#### [THE PROBLEM]
Among the entries below, tally each line containing "operands"; respond with the total only.

--

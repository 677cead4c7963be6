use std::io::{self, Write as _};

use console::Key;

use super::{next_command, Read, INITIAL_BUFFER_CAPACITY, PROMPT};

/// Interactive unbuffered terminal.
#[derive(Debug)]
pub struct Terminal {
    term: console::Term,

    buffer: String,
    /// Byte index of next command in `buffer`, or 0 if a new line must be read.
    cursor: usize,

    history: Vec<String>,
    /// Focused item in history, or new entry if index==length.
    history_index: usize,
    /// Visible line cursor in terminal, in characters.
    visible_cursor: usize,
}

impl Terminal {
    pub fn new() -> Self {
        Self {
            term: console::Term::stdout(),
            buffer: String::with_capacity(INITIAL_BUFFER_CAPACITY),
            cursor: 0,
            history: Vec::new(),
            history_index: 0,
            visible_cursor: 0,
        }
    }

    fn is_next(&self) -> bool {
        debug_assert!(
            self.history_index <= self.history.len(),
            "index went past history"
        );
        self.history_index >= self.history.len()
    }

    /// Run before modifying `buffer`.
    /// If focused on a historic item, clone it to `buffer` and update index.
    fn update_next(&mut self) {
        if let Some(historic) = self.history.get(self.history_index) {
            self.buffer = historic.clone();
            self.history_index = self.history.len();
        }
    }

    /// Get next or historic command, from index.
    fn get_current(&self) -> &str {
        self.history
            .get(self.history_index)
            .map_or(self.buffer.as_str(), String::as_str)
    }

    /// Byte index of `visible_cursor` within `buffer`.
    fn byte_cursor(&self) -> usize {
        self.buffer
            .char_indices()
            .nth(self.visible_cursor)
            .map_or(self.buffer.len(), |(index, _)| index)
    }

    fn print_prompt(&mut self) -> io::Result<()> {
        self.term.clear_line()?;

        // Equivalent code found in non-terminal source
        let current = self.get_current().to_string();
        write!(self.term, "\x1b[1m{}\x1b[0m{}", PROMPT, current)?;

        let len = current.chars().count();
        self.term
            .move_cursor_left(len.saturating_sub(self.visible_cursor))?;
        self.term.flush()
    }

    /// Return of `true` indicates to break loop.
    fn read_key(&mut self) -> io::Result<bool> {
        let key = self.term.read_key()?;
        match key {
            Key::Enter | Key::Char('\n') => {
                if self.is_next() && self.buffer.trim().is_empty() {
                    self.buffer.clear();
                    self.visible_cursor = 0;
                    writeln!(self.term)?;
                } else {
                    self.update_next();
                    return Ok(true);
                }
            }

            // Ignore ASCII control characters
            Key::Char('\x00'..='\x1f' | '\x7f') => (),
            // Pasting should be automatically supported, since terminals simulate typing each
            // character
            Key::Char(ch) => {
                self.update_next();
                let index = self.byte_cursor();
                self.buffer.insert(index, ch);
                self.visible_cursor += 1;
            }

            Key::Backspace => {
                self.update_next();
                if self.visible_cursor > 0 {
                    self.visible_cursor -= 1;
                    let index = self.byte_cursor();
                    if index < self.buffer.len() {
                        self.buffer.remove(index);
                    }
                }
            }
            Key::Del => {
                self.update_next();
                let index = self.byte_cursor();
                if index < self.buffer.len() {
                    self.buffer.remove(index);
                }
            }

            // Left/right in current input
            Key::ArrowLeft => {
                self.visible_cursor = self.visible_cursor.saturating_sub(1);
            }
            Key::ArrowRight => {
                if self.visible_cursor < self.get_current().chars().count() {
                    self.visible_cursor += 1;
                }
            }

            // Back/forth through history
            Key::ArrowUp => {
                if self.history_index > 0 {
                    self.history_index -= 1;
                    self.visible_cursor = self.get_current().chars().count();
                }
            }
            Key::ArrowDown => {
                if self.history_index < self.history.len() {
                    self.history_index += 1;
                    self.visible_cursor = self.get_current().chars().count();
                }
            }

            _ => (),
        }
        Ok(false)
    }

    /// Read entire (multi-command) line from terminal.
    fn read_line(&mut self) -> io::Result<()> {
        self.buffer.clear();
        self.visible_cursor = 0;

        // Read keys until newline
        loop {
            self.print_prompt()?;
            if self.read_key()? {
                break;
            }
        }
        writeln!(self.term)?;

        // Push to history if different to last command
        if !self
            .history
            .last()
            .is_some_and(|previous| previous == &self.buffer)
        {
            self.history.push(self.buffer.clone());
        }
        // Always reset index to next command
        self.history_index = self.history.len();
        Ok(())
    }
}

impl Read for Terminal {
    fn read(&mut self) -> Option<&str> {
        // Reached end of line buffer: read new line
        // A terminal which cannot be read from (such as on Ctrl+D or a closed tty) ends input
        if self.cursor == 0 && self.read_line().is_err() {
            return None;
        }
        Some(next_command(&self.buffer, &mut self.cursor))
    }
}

--

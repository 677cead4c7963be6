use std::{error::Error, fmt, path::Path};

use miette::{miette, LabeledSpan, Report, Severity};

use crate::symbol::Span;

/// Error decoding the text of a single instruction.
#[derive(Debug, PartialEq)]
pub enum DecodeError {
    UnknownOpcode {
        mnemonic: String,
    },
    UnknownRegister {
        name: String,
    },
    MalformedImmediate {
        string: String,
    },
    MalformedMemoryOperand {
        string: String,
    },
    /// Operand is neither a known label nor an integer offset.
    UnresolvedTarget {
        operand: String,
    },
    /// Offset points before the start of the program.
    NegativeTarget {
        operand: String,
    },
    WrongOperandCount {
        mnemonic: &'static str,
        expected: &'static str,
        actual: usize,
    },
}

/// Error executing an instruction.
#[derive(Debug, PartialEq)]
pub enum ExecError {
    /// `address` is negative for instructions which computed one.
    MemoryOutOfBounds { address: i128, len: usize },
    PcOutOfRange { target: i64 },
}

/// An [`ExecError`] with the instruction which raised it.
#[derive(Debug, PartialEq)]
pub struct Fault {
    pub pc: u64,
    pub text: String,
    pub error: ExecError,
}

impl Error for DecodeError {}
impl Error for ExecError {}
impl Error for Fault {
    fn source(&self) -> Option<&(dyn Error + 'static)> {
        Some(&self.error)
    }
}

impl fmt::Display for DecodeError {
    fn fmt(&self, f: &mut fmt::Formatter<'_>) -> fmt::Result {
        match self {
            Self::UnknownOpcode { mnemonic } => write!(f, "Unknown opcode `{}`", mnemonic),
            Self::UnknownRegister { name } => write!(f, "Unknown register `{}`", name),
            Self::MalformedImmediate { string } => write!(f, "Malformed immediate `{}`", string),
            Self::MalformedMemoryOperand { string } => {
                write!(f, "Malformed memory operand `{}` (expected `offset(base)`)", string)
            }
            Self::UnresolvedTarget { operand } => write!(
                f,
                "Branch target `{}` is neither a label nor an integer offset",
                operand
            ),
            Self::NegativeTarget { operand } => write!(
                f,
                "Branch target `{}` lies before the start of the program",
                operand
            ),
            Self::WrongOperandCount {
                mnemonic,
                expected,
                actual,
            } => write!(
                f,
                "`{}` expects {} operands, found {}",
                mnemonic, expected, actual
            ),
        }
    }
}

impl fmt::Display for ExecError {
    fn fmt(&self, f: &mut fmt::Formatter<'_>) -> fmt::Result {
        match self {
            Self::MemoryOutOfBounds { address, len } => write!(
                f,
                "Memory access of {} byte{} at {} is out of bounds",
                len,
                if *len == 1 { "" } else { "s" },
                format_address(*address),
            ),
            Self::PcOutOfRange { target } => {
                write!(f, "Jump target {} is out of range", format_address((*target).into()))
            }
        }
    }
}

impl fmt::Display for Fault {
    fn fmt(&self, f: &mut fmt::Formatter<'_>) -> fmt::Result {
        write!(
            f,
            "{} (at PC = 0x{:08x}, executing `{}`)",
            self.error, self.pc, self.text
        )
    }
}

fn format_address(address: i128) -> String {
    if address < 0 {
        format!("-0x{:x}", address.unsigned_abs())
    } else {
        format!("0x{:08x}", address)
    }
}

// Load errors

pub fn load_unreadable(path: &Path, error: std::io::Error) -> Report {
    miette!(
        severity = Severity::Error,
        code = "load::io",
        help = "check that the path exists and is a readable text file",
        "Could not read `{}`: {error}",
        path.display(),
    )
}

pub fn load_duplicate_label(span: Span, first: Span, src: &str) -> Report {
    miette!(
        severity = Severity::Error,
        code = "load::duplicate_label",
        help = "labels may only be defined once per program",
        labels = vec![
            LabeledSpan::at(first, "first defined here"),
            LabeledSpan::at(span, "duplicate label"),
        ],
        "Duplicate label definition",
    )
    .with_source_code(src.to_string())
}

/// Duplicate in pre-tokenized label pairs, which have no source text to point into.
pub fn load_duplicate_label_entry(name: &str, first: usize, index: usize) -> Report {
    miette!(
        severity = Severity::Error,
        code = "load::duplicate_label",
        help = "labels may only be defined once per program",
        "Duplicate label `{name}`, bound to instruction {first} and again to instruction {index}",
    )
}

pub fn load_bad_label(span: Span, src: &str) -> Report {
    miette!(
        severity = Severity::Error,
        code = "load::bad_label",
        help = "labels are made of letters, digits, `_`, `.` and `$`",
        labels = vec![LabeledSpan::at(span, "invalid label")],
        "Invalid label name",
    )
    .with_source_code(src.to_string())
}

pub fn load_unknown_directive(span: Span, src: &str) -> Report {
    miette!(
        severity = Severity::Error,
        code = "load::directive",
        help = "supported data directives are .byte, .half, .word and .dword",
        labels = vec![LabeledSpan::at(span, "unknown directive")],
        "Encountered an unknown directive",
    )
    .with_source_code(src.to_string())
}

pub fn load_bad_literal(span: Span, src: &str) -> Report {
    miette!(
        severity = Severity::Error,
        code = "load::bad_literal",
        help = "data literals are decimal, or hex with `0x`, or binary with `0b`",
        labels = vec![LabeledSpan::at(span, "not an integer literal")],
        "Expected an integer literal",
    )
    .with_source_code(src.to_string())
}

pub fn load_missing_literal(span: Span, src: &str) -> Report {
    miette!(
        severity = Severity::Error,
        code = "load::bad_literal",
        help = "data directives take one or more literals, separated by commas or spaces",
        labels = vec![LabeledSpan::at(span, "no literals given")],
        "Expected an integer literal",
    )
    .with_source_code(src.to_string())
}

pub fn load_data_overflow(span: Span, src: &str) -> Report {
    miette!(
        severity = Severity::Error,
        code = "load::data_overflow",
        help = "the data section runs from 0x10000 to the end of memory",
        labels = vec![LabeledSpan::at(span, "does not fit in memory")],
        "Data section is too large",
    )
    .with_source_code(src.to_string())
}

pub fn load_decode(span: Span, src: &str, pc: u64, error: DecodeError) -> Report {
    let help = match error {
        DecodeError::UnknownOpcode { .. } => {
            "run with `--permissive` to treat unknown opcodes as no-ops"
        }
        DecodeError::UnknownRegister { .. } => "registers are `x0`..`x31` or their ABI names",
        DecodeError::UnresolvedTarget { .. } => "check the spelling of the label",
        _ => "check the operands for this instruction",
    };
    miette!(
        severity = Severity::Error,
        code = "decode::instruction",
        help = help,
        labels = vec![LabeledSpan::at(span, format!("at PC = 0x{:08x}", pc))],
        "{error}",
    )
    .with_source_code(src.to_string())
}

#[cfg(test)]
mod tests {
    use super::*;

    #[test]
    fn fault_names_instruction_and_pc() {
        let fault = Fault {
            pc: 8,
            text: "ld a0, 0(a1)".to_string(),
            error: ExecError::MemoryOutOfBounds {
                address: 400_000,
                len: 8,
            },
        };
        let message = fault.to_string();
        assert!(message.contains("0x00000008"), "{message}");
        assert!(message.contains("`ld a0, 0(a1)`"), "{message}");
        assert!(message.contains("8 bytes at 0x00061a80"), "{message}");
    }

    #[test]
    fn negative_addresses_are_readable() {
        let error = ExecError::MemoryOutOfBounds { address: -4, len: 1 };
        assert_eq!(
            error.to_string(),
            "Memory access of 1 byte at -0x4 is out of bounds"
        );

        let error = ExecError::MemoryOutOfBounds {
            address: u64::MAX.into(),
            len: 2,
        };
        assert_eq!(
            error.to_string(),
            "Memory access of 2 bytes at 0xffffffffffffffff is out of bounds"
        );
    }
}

--

#### [EXERCISE RESULT]
2